This isn’t the instant kind, my friends.
Ramen noodles are synonymous with Japanese culture. It is possible to make ramen at home without spending hours simmering broth. Since I love ramen and eat it quite regularly, I had to find a quick method at home (that doesn’t involve a packet of freeze-dried vegetables and salt). I love a culinary challenge!
I found these great dry noodles (also available at Whole Foods) that are vegan, organic, and non-GMO. And at $2, they’re pretty affordable as well. They cook reasonably fast and is a perfect serving size for a single person meal.
The broth, or dashi, is the heartbeat of the ramen. In traditional Japanese ramen or udon establishment, the chefs may take up to a day to develop the flavor in the broth. Since I don’t have that kind of time, I created a shortcut using just a few ingredients: vegetable broth (a great base for vegans), bonito flakes (or dried seaweed), mirin (rice wine vinegar), and star anise (for depth). While the sauce is simmering, prepare the toppings.
The variations of toppings are limitless but the common vegetables used in toppings are bean sprouts, scallions, cabbage, wakame seaweed, English spinach, corn kernels, Chinese cabbage, buck choy, carrot, roasted seaweed, or preserved bamboo shoots. Pork is a popular topping, but any kind of meat or tofu can be used as well.
I use two cook tops when making ramen — one for cooking noodles and one for stir frying, and an electric kettle to boil water for the ramen soup. The recipe below makes just one serve of ramen, but using this method you can make ramen for several people at once. The only adaptation would be the amount of water to boil for the ramen soup and the quantity of noodles and toppings.

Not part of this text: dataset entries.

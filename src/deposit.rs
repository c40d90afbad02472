//! Deposit record and interest computation.

/// Parameters of a bank deposit as entered by the user.
///
/// The record does no validation of its own; the input reader enforces the
/// bounds before values are stored. A default record has every field zeroed,
/// so [`DepositRecord::total_payment`] returns `0.0` until it is populated.
#[derive(Debug, Clone, Default, PartialEq, Eq)]
pub struct DepositRecord {
    bank_name: String,
    deposit_amount: i64,
    deposit_size: i64,
    bank_rate: i64,
}

impl DepositRecord {
    /// Creates an empty record.
    pub fn new() -> Self {
        Self::default()
    }

    pub fn bank_name(&self) -> &str {
        &self.bank_name
    }

    pub fn set_bank_name(&mut self, name: impl Into<String>) {
        self.bank_name = name.into();
    }

    /// Number of deposits held at the bank.
    pub fn deposit_amount(&self) -> i64 {
        self.deposit_amount
    }

    pub fn set_deposit_amount(&mut self, amount: i64) {
        self.deposit_amount = amount;
    }

    /// Monetary size of a single deposit.
    pub fn deposit_size(&self) -> i64 {
        self.deposit_size
    }

    pub fn set_deposit_size(&mut self, size: i64) {
        self.deposit_size = size;
    }

    /// Interest rate as a whole percentage.
    pub fn bank_rate(&self) -> i64 {
        self.bank_rate
    }

    pub fn set_bank_rate(&mut self, rate: i64) {
        self.bank_rate = rate;
    }

    /// Total interest paid across all deposits:
    /// `deposit_amount * (deposit_size * bank_rate / 100)`.
    ///
    /// The rate fraction is computed in floating point, so rates that do not
    /// divide evenly into 100 keep their fractional part.
    ///
    /// # Examples
    ///
    /// ```
    /// use bank_deposit::DepositRecord;
    ///
    /// let mut record = DepositRecord::new();
    /// record.set_deposit_amount(10);
    /// record.set_deposit_size(1000);
    /// record.set_bank_rate(5);
    /// assert_eq!(record.total_payment(), 500.0);
    /// ```
    pub fn total_payment(&self) -> f64 {
        let per_deposit = self.deposit_size as f64 * self.bank_rate as f64 / 100.0;
        self.deposit_amount as f64 * per_deposit
    }
}

#[cfg(test)]
mod tests {
    use super::*;

    fn record(amount: i64, size: i64, rate: i64) -> DepositRecord {
        let mut record = DepositRecord::new();
        record.set_bank_name("Test");
        record.set_deposit_amount(amount);
        record.set_deposit_size(size);
        record.set_bank_rate(rate);
        record
    }

    #[test]
    fn test_default_record_pays_nothing() {
        let record = DepositRecord::new();
        assert_eq!(record.bank_name(), "");
        assert_eq!(record.deposit_amount(), 0);
        assert_eq!(record.total_payment(), 0.0);
    }

    #[test]
    fn test_accessors_round_trip_values() {
        let record = record(3, 250, 12);
        assert_eq!(record.bank_name(), "Test");
        assert_eq!(record.deposit_amount(), 3);
        assert_eq!(record.deposit_size(), 250);
        assert_eq!(record.bank_rate(), 12);
    }

    #[test]
    fn test_total_payment_whole_result() {
        assert_eq!(record(10, 1000, 5).total_payment(), 500.0);
        assert_eq!(record(5, 2000, 10).total_payment(), 1000.0);
    }

    #[test]
    fn test_total_payment_keeps_fraction() {
        // 10 * 5 / 100 = 0.5 must not truncate to 0
        assert_eq!(record(1, 10, 5).total_payment(), 0.5);
        assert_eq!(record(2, 25, 25).total_payment(), 12.5);
    }

    #[test]
    fn test_total_payment_at_max_rate() {
        assert_eq!(record(1, 100, 1000).total_payment(), 1000.0);
    }
}
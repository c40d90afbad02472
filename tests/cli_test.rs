//! Integration tests for the bank deposit CLI.
//!
//! These tests run the actual binary with scripted stdin.

use assert_cmd::Command;
use predicates::prelude::*;

const RETRY: &str = "Введите корректное значение : ";

/// Run the binary with the given stdin and return stdout
fn run_cli(stdin: &str) -> String {
    let mut cmd = Command::cargo_bin("bank-deposit").unwrap();
    let assert = cmd.write_stdin(stdin).assert().success();
    String::from_utf8(assert.get_output().stdout.clone()).unwrap()
}

#[test]
fn test_end_to_end_scenario() {
    let output = run_cli("MyBank\n5\n2000\n10\n");

    assert!(output.contains("bank name MyBank\n"));
    assert!(output.contains("Размер общей выплаты по процентам: 1000.0\n"));
    assert!(!output.contains(RETRY));
}

#[test]
fn test_prompts_appear_in_order() {
    let output = run_cli("MyBank\n5\n2000\n10\n");

    let name = output.find("Введите название банка : ").unwrap();
    let amount = output.find("Введите количество вкладов : ").unwrap();
    let size = output.find("Введите размер депозита : ").unwrap();
    let rate = output.find("Введите размер процентной ставки : ").unwrap();
    assert!(name < amount && amount < size && size < rate);
}

#[test]
fn test_invalid_answers_are_retried() {
    let output = run_cli("   \nMyBank\n0\nabc\n1\n-5\n100\n1001\n1000\n");

    assert_eq!(output.matches(RETRY).count(), 5);
    // 1 * (100 * 1000 / 100)
    assert!(output.contains("Размер общей выплаты по процентам: 1000.0"));
}

#[test]
fn test_fractional_payment() {
    let output = run_cli("Tiny\n1\n10\n5\n");
    assert!(output.contains("Размер общей выплаты по процентам: 0.5\n"));
}

#[test]
fn test_bank_name_is_trimmed() {
    let output = run_cli("  Big Bank  \n1\n100\n1\n");
    assert!(output.contains("bank name Big Bank\n"));
}

#[test]
fn test_truncated_input_fails() {
    let mut cmd = Command::cargo_bin("bank-deposit").unwrap();
    cmd.write_stdin("MyBank\n5\n")
        .assert()
        .failure()
        .stderr(predicate::str::contains("Input ended"));
}

#[test]
fn test_empty_input_fails() {
    let mut cmd = Command::cargo_bin("bank-deposit").unwrap();
    cmd.write_stdin("")
        .assert()
        .failure()
        .stdout(predicate::str::contains("bank name").not())
        .stderr(predicate::str::contains("Error"));
}
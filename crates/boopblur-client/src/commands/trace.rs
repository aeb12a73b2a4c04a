use anyhow::Result;
use boopblur_shared::Trace;
use chrono::{DateTime, Local, Utc};
use clap::Subcommand;

use super::print_json;
use crate::state::AppState;

#[derive(Subcommand, Debug)]
pub enum TraceCommand {
    /// Print the capture counter.
    Show,

    /// Zero the capture counter.
    Reset,
}

pub async fn handle_trace_command(cmd: TraceCommand, state: &mut AppState, json: bool) -> Result<()> {
    let trace = match cmd {
        TraceCommand::Show => state.trace.current().await,
        TraceCommand::Reset => state.trace.reset().await?,
    };

    if json {
        return print_json(&trace);
    }
    println!("Total boops: {}", trace.total_boops);
    println!("Last boop:   {}", describe_last_boop(&trace));
    Ok(())
}

fn describe_last_boop(trace: &Trace) -> String {
    if trace.total_boops == 0 {
        return "never".to_string();
    }
    DateTime::<Utc>::from_timestamp_millis(trace.last_boop_ts)
        .map(|t| t.with_timezone(&Local).format("%Y-%m-%d %H:%M").to_string())
        .unwrap_or_else(|| trace.last_boop_ts.to_string())
}
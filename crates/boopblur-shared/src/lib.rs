//! # boopblur-shared
//!
//! Domain types and pure logic shared by every boopblur crate: the artifact
//! data model, calendar keys, decay classification, retention decisions and
//! the vibe-pack catalog. Nothing in here touches the filesystem or a clock.

pub mod constants;
pub mod decay;
pub mod error;
pub mod retention;
pub mod temporal;
pub mod types;
pub mod vibe;

pub use decay::{DecayState, DecayTable};
pub use error::{DecayTableError, ParsePolicyError};
pub use retention::expired_ids;
pub use types::{Artifact, ArtifactKind, DeletionPolicy, Settings, Trace};
pub use vibe::{SparkLine, VibeCatalog, VibePack};
//! Single-row JSON records kept next to the artifacts.
//!
//! A missing or unreadable record yields the caller's fallback, and fields
//! missing from a stored record are taken from it. Only a failing store is
//! reported as an error.

use boopblur_store::ArtifactStore;
use serde::de::DeserializeOwned;
use serde::Serialize;
use serde_json::Value;
use tracing::warn;

use crate::error::Result;

pub async fn load_or<T>(store: &ArtifactStore, key: &str, fallback: T) -> Result<T>
where
    T: Serialize + DeserializeOwned,
{
    let Some(json) = store.load_record(key).await? else {
        return Ok(fallback);
    };

    match overlay(&fallback, &json) {
        Ok(value) => Ok(value),
        Err(e) => {
            warn!(key, error = %e, "corrupt record, using defaults");
            Ok(fallback)
        }
    }
}

/// Fields of the stored `json` object over the serialized `base`.
fn overlay<T>(base: &T, json: &str) -> serde_json::Result<T>
where
    T: Serialize + DeserializeOwned,
{
    let stored: Value = serde_json::from_str(json)?;
    let merged = match (serde_json::to_value(base)?, stored) {
        (Value::Object(mut fields), Value::Object(overrides)) => {
            fields.extend(overrides);
            Value::Object(fields)
        }
        (_, other) => other,
    };
    serde_json::from_value(merged)
}

pub async fn save<T>(store: &ArtifactStore, key: &str, value: &T) -> Result<()>
where
    T: Serialize,
{
    let json = serde_json::to_string(value)?;
    store.save_record(key, &json).await?;
    Ok(())
}
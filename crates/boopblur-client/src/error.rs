use boopblur_store::StoreError;
use thiserror::Error;

#[derive(Error, Debug)]
pub enum ClientError {
    #[error("Store error: {0}")]
    Store(#[from] StoreError),

    #[error("Serialization error: {0}")]
    Serialization(#[from] serde_json::Error),
}

pub type Result<T> = std::result::Result<T, ClientError>;

#[cfg(test)]
mod tests {
    use super::*;

    #[test]
    fn test_store_errors_convert() {
        let err: ClientError = StoreError::NoDataDir.into();
        assert!(matches!(err, ClientError::Store(StoreError::NoDataDir)));
        assert_eq!(
            err.to_string(),
            "Store error: Could not determine application data directory"
        );
    }

    #[test]
    fn test_json_errors_convert() {
        let json_err = serde_json::from_str::<u32>("nope").unwrap_err();
        let err: ClientError = json_err.into();
        assert!(matches!(err, ClientError::Serialization(_)));
    }
}
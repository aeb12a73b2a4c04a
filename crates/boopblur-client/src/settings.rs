//! User settings service.
//!
//! Holds the in-memory copy of [`Settings`] and writes every change through
//! to the store before updating memory, so a failed write leaves the
//! previous value in place.

use std::sync::Arc;

use boopblur_shared::constants::SETTINGS_RECORD_KEY;
use boopblur_shared::{DeletionPolicy, Settings};
use boopblur_store::ArtifactStore;
use tokio::sync::RwLock;
use tracing::info;

use crate::error::Result;
use crate::records;

pub struct SettingsService {
    store: Arc<ArtifactStore>,
    defaults: Settings,
    current: RwLock<Settings>,
}

impl SettingsService {
    /// Service with `defaults` in memory. Call [`SettingsService::load`] to
    /// pick up persisted values.
    pub fn new(store: Arc<ArtifactStore>, defaults: Settings) -> Self {
        Self {
            store,
            current: RwLock::new(defaults.clone()),
            defaults,
        }
    }

    /// Replace the in-memory settings with the persisted record, or the
    /// defaults when it is absent or unreadable.
    pub async fn load(&self) -> Result<Settings> {
        let loaded =
            records::load_or(&self.store, SETTINGS_RECORD_KEY, self.defaults.clone()).await?;
        *self.current.write().await = loaded.clone();
        Ok(loaded)
    }

    pub async fn current(&self) -> Settings {
        self.current.read().await.clone()
    }

    pub async fn deletion_policy(&self) -> DeletionPolicy {
        self.current.read().await.deletion_policy.clone()
    }

    pub async fn active_vibe_pack(&self) -> String {
        self.current.read().await.active_vibe_pack.clone()
    }

    pub async fn set_active_vibe_pack(&self, pack_id: impl Into<String>) -> Result<Settings> {
        let pack_id = pack_id.into();
        let updated = self
            .update(|s| s.active_vibe_pack = pack_id.clone())
            .await?;
        info!(pack = %pack_id, "active vibe pack changed");
        Ok(updated)
    }

    pub async fn set_deletion_policy(&self, policy: DeletionPolicy) -> Result<Settings> {
        let updated = self.update(|s| s.deletion_policy = policy.clone()).await?;
        info!(policy = %policy, "deletion policy changed");
        Ok(updated)
    }

    /// Persist and adopt the defaults.
    pub async fn reset(&self) -> Result<Settings> {
        let defaults = self.defaults.clone();
        self.update(|s| *s = defaults).await
    }

    async fn update<F>(&self, change: F) -> Result<Settings>
    where
        F: FnOnce(&mut Settings),
    {
        let mut guard = self.current.write().await;
        let mut next = guard.clone();
        change(&mut next);
        records::save(&self.store, SETTINGS_RECORD_KEY, &next).await?;
        *guard = next.clone();
        Ok(next)
    }
}

#[cfg(test)]
mod tests {
    use super::*;
    use tempfile::TempDir;

    fn test_store() -> (Arc<ArtifactStore>, TempDir) {
        let dir = TempDir::new().unwrap();
        let store = Arc::new(ArtifactStore::new(dir.path().join("boops.db")));
        (store, dir)
    }

    #[tokio::test]
    async fn test_absent_record_gives_defaults() {
        let (store, _dir) = test_store();
        let service = SettingsService::new(store, Settings::default());
        assert_eq!(service.load().await.unwrap(), Settings::default());
    }

    #[tokio::test]
    async fn test_corrupt_record_gives_defaults() {
        let (store, _dir) = test_store();
        store
            .save_record(SETTINGS_RECORD_KEY, "[1, 2")
            .await
            .unwrap();

        let defaults = Settings {
            active_vibe_pack: "soft-launch".into(),
            deletion_policy: DeletionPolicy::Keep4Weeks,
        };
        let service = SettingsService::new(store, defaults.clone());
        assert_eq!(service.load().await.unwrap(), defaults);
        assert_eq!(service.current().await, defaults);
    }

    #[tokio::test]
    async fn test_partial_record_keeps_configured_defaults() {
        let (store, _dir) = test_store();
        store
            .save_record(SETTINGS_RECORD_KEY, r#"{"activeVibePack":"soft-launch"}"#)
            .await
            .unwrap();

        let defaults = Settings {
            active_vibe_pack: "zen-but-dumb".into(),
            deletion_policy: DeletionPolicy::Delete14Days,
        };
        let service = SettingsService::new(store, defaults);
        let settings = service.load().await.unwrap();
        assert_eq!(settings.active_vibe_pack, "soft-launch");
        assert_eq!(settings.deletion_policy, DeletionPolicy::Delete14Days);
        assert_eq!(service.deletion_policy().await, DeletionPolicy::Delete14Days);
    }

    #[tokio::test]
    async fn test_changes_persist_across_reload() {
        let (store, _dir) = test_store();
        let service = SettingsService::new(store.clone(), Settings::default());
        service.load().await.unwrap();

        service.set_active_vibe_pack("gremlin-hours").await.unwrap();
        service
            .set_deletion_policy(DeletionPolicy::Delete14Days)
            .await
            .unwrap();

        let reloaded = SettingsService::new(store, Settings::default());
        let settings = reloaded.load().await.unwrap();
        assert_eq!(settings.active_vibe_pack, "gremlin-hours");
        assert_eq!(settings.deletion_policy, DeletionPolicy::Delete14Days);
        assert_eq!(reloaded.deletion_policy().await, DeletionPolicy::Delete14Days);
    }

    #[tokio::test]
    async fn test_unrecognized_policy_survives_reload() {
        let (store, _dir) = test_store();
        store
            .save_record(
                SETTINGS_RECORD_KEY,
                r#"{"activeVibePack":"zen-but-dumb","deletionPolicy":"delete-1-day"}"#,
            )
            .await
            .unwrap();

        let service = SettingsService::new(store, Settings::default());
        let settings = service.load().await.unwrap();
        assert_eq!(
            settings.deletion_policy,
            DeletionPolicy::Unrecognized("delete-1-day".into())
        );
        assert_eq!(settings.deletion_policy.max_age_days(), None);
    }

    #[tokio::test]
    async fn test_reset_persists_defaults() {
        let (store, _dir) = test_store();
        let service = SettingsService::new(store.clone(), Settings::default());
        service.set_active_vibe_pack("soft-launch").await.unwrap();
        service.reset().await.unwrap();
        assert_eq!(service.active_vibe_pack().await, "zen-but-dumb");

        let reloaded = SettingsService::new(store, Settings::default());
        assert_eq!(reloaded.load().await.unwrap(), Settings::default());
    }
}
//! Async, lazily-connected artifact store.
//!
//! [`ArtifactStore`] owns the process-wide [`Database`] handle. The handle is
//! opened on first use: every operation goes through [`ArtifactStore::ensure_ready`].
//! Opening is serialized behind a gate, so the schema is created at most
//! once, and callers that queued behind an attempt share its outcome. A
//! failed open leaves the store uninitialised and the next call tries again.
//!
//! rusqlite calls, the open included, run on the blocking thread pool.

use std::path::{Path, PathBuf};
use std::sync::atomic::{AtomicUsize, Ordering};
use std::sync::Arc;

use boopblur_shared::Artifact;
use tokio::sync::{Mutex, OnceCell};
use tracing::{debug, info, warn};

use crate::database::Database;
use crate::error::{Result, StoreError};

pub struct ArtifactStore {
    path: PathBuf,
    db: OnceCell<Arc<Mutex<Database>>>,
    /// Held while an open is in flight; keeps the error of the last failed one.
    open_gate: Mutex<Option<Arc<StoreError>>>,
    failed_opens: AtomicUsize,
    open_attempts: AtomicUsize,
    schema_creations: AtomicUsize,
}

impl ArtifactStore {
    /// Store backed by the SQLite file at `path`. Nothing is opened yet.
    pub fn new(path: impl Into<PathBuf>) -> Self {
        Self {
            path: path.into(),
            db: OnceCell::new(),
            open_gate: Mutex::new(None),
            failed_opens: AtomicUsize::new(0),
            open_attempts: AtomicUsize::new(0),
            schema_creations: AtomicUsize::new(0),
        }
    }

    pub fn path(&self) -> &Path {
        &self.path
    }

    pub fn is_ready(&self) -> bool {
        self.db.initialized()
    }

    /// Number of times an open was started (successful or not).
    pub fn open_attempts(&self) -> usize {
        self.open_attempts.load(Ordering::SeqCst)
    }

    /// Number of times this store created the schema from scratch.
    pub fn schema_creations(&self) -> usize {
        self.schema_creations.load(Ordering::SeqCst)
    }

    /// Open the database if it is not open yet. Idempotent.
    pub async fn ensure_ready(&self) -> Result<()> {
        self.handle().await.map(|_| ())
    }

    async fn handle(&self) -> Result<Arc<Mutex<Database>>> {
        if let Some(db) = self.db.get() {
            return Ok(db.clone());
        }

        let seen_failures = self.failed_opens.load(Ordering::SeqCst);
        let mut last_failure = self.open_gate.lock().await;

        if let Some(db) = self.db.get() {
            return Ok(db.clone());
        }
        // An attempt finished while this caller was queued: share its result.
        if self.failed_opens.load(Ordering::SeqCst) != seen_failures {
            if let Some(err) = last_failure.as_ref() {
                return Err(StoreError::Open(err.clone()));
            }
        }

        self.open_attempts.fetch_add(1, Ordering::SeqCst);
        let path = self.path.clone();
        let opened = match tokio::task::spawn_blocking(move || Database::open_at(&path)).await {
            Ok(result) => result,
            Err(e) => Err(StoreError::Join(e)),
        };

        match opened {
            Ok(db) => {
                if db.created_schema() {
                    self.schema_creations.fetch_add(1, Ordering::SeqCst);
                }
                let db = Arc::new(Mutex::new(db));
                if self.db.set(db.clone()).is_err() {
                    warn!("artifact store opened twice");
                }
                *last_failure = None;
                info!(path = %self.path.display(), "artifact store ready");
                Ok(db)
            }
            Err(e) => {
                warn!(path = %self.path.display(), error = %e, "artifact store open failed");
                let err = Arc::new(e);
                *last_failure = Some(err.clone());
                self.failed_opens.fetch_add(1, Ordering::SeqCst);
                Err(StoreError::Open(err))
            }
        }
    }

    /// Run `op` against the open database on the blocking thread pool.
    async fn with_db<T, F>(&self, op: F) -> Result<T>
    where
        F: FnOnce(&mut Database) -> Result<T> + Send + 'static,
        T: Send + 'static,
    {
        let db = self.handle().await?;
        tokio::task::spawn_blocking(move || {
            let mut guard = db.blocking_lock();
            op(&mut *guard)
        })
        .await?
    }

    // ------------------------------------------------------------------
    // Artifacts
    // ------------------------------------------------------------------

    /// Insert or overwrite by id.
    pub async fn put(&self, artifact: &Artifact) -> Result<()> {
        let row = artifact.clone();
        self.with_db(move |db| db.put_artifact(&row)).await?;
        debug!(id = %artifact.id, week = %artifact.week_key, "artifact stored");
        Ok(())
    }

    pub async fn get_by_id(&self, id: &str) -> Result<Option<Artifact>> {
        let id = id.to_owned();
        self.with_db(move |db| db.get_artifact(&id)).await
    }

    /// Every stored artifact, order unspecified.
    pub async fn get_all(&self) -> Result<Vec<Artifact>> {
        self.with_db(|db| db.list_artifacts()).await
    }

    pub async fn get_all_by_week(&self, week_key: &str) -> Result<Vec<Artifact>> {
        let week_key = week_key.to_owned();
        self.with_db(move |db| db.list_artifacts_by_week(&week_key))
            .await
    }

    pub async fn get_all_by_date(&self, iso_date: &str) -> Result<Vec<Artifact>> {
        let iso_date = iso_date.to_owned();
        self.with_db(move |db| db.list_artifacts_by_date(&iso_date))
            .await
    }

    /// Remove `id` if present; absence is not an error.
    pub async fn delete_by_id(&self, id: &str) -> Result<()> {
        let owned = id.to_owned();
        let removed = self.with_db(move |db| db.delete_artifact(&owned)).await?;
        debug!(id, removed, "artifact delete");
        Ok(())
    }

    /// Remove all `ids` in one transaction. Returns how many rows existed.
    pub async fn delete_batch(&self, ids: &[String]) -> Result<usize> {
        let owned = ids.to_vec();
        let removed = self.with_db(move |db| db.delete_artifacts(&owned)).await?;
        debug!(requested = ids.len(), removed, "artifact batch delete");
        Ok(removed)
    }

    pub async fn clear_all(&self) -> Result<usize> {
        let removed = self.with_db(|db| db.clear_artifacts()).await?;
        info!(removed, "all artifacts cleared");
        Ok(removed)
    }

    // ------------------------------------------------------------------
    // Auxiliary records
    // ------------------------------------------------------------------

    pub async fn load_record(&self, key: &str) -> Result<Option<String>> {
        let key = key.to_owned();
        self.with_db(move |db| db.get_record(&key)).await
    }

    pub async fn save_record(&self, key: &str, json: &str) -> Result<()> {
        let key = key.to_owned();
        let json = json.to_owned();
        self.with_db(move |db| db.put_record(&key, &json)).await
    }
}

impl std::fmt::Debug for ArtifactStore {
    fn fmt(&self, f: &mut std::fmt::Formatter<'_>) -> std::fmt::Result {
        f.debug_struct("ArtifactStore")
            .field("path", &self.path)
            .field("ready", &self.is_ready())
            .finish()
    }
}
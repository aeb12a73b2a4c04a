//! Capture counter service.

use std::sync::Arc;

use boopblur_shared::constants::TRACE_RECORD_KEY;
use boopblur_shared::Trace;
use boopblur_store::ArtifactStore;
use tokio::sync::RwLock;
use tracing::debug;

use crate::clock::Clock;
use crate::error::Result;
use crate::records;

pub struct TraceService {
    store: Arc<ArtifactStore>,
    clock: Arc<dyn Clock>,
    current: RwLock<Trace>,
}

impl TraceService {
    pub fn new(store: Arc<ArtifactStore>, clock: Arc<dyn Clock>) -> Self {
        Self {
            store,
            clock,
            current: RwLock::new(Trace::default()),
        }
    }

    /// Replace the in-memory trace with the persisted one (zeroed when
    /// absent or unreadable).
    pub async fn load(&self) -> Result<Trace> {
        let loaded = records::load_or(&self.store, TRACE_RECORD_KEY, Trace::default()).await?;
        *self.current.write().await = loaded;
        Ok(loaded)
    }

    pub async fn current(&self) -> Trace {
        *self.current.read().await
    }

    /// Count one capture at the clock's current time.
    pub async fn record_boop(&self) -> Result<Trace> {
        let mut guard = self.current.write().await;
        let mut next = *guard;
        next.record(self.clock.now_ms());
        records::save(&self.store, TRACE_RECORD_KEY, &next).await?;
        *guard = next;
        debug!(total = next.total_boops, "boop recorded");
        Ok(next)
    }

    pub async fn reset(&self) -> Result<Trace> {
        let mut guard = self.current.write().await;
        let next = Trace::default();
        records::save(&self.store, TRACE_RECORD_KEY, &next).await?;
        *guard = next;
        Ok(next)
    }
}

#[cfg(test)]
mod tests {
    use super::*;
    use crate::clock::ManualClock;
    use tempfile::TempDir;

    const NOW: i64 = 1_792_411_200_000;

    fn service() -> (TraceService, Arc<ArtifactStore>, Arc<ManualClock>, TempDir) {
        let dir = TempDir::new().unwrap();
        let store = Arc::new(ArtifactStore::new(dir.path().join("boops.db")));
        let clock = Arc::new(ManualClock::new(NOW));
        let service = TraceService::new(store.clone(), clock.clone());
        (service, store, clock, dir)
    }

    #[tokio::test]
    async fn test_record_boop_counts_and_stamps() {
        let (service, store, clock, _dir) = service();
        service.load().await.unwrap();

        service.record_boop().await.unwrap();
        clock.advance_days(1);
        let trace = service.record_boop().await.unwrap();

        assert_eq!(trace.total_boops, 2);
        assert_eq!(trace.last_boop_ts, clock.now_ms());

        let reloaded = TraceService::new(store, clock);
        assert_eq!(reloaded.load().await.unwrap(), trace);
    }

    #[tokio::test]
    async fn test_corrupt_record_gives_zeroed_trace() {
        let (service, store, _clock, _dir) = service();
        store
            .save_record(TRACE_RECORD_KEY, r#"{"totalBoops":"many"}"#)
            .await
            .unwrap();
        assert_eq!(service.load().await.unwrap(), Trace::default());
    }

    #[tokio::test]
    async fn test_reset() {
        let (service, store, clock, _dir) = service();
        service.record_boop().await.unwrap();
        assert_eq!(service.reset().await.unwrap(), Trace::default());

        let reloaded = TraceService::new(store, clock);
        assert_eq!(reloaded.load().await.unwrap(), Trace::default());
    }
}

30 minute ramen noodle soup
10 minute prep + 20 min cook time, serves 1
3.5 oz ramen noodles
8 oz vegetable broth
pinch of kombu or one dried seaweed sheet
splash of mirin
enoki or white mushrooms, sliced
carrots, thinly sliced
scallion, thinly sliced
extra virgin olive oil
2 tablespoons garlic, minced
1 tablespoon garlic, sliced
Rub steak with garlic cloves and season with salt and pepper. Set aside.
In a small saucepan, combine the broth, soy sauce, and mirin. Add the star anise and bring to a boil, then reduce heat to a simmer. Add the kombu.
Bring a medium pot of water to a boil. Carefully add egg one and boil gently for 6-7 minutes. Egg yolks should be shiny yellow and the whites should be firm. Drain egg and transfer to a bowl of ice water to stop cooking; let cool. Peel and set aside.
Heat olive oil in a skillet to medium-high. Sear steak for 3-4 minutes on each side. Remove from skillet and set on plate to rest.
When ready to serve, add noodles to a large bowl. Remove the seaweed from the saucepan (if you used) and pour hot broth over the noodles. Cover with a plate.
Slice the steak, thinly across the grain. Add all the remaining toppings to the bowl of noodles, finishing off with the steak.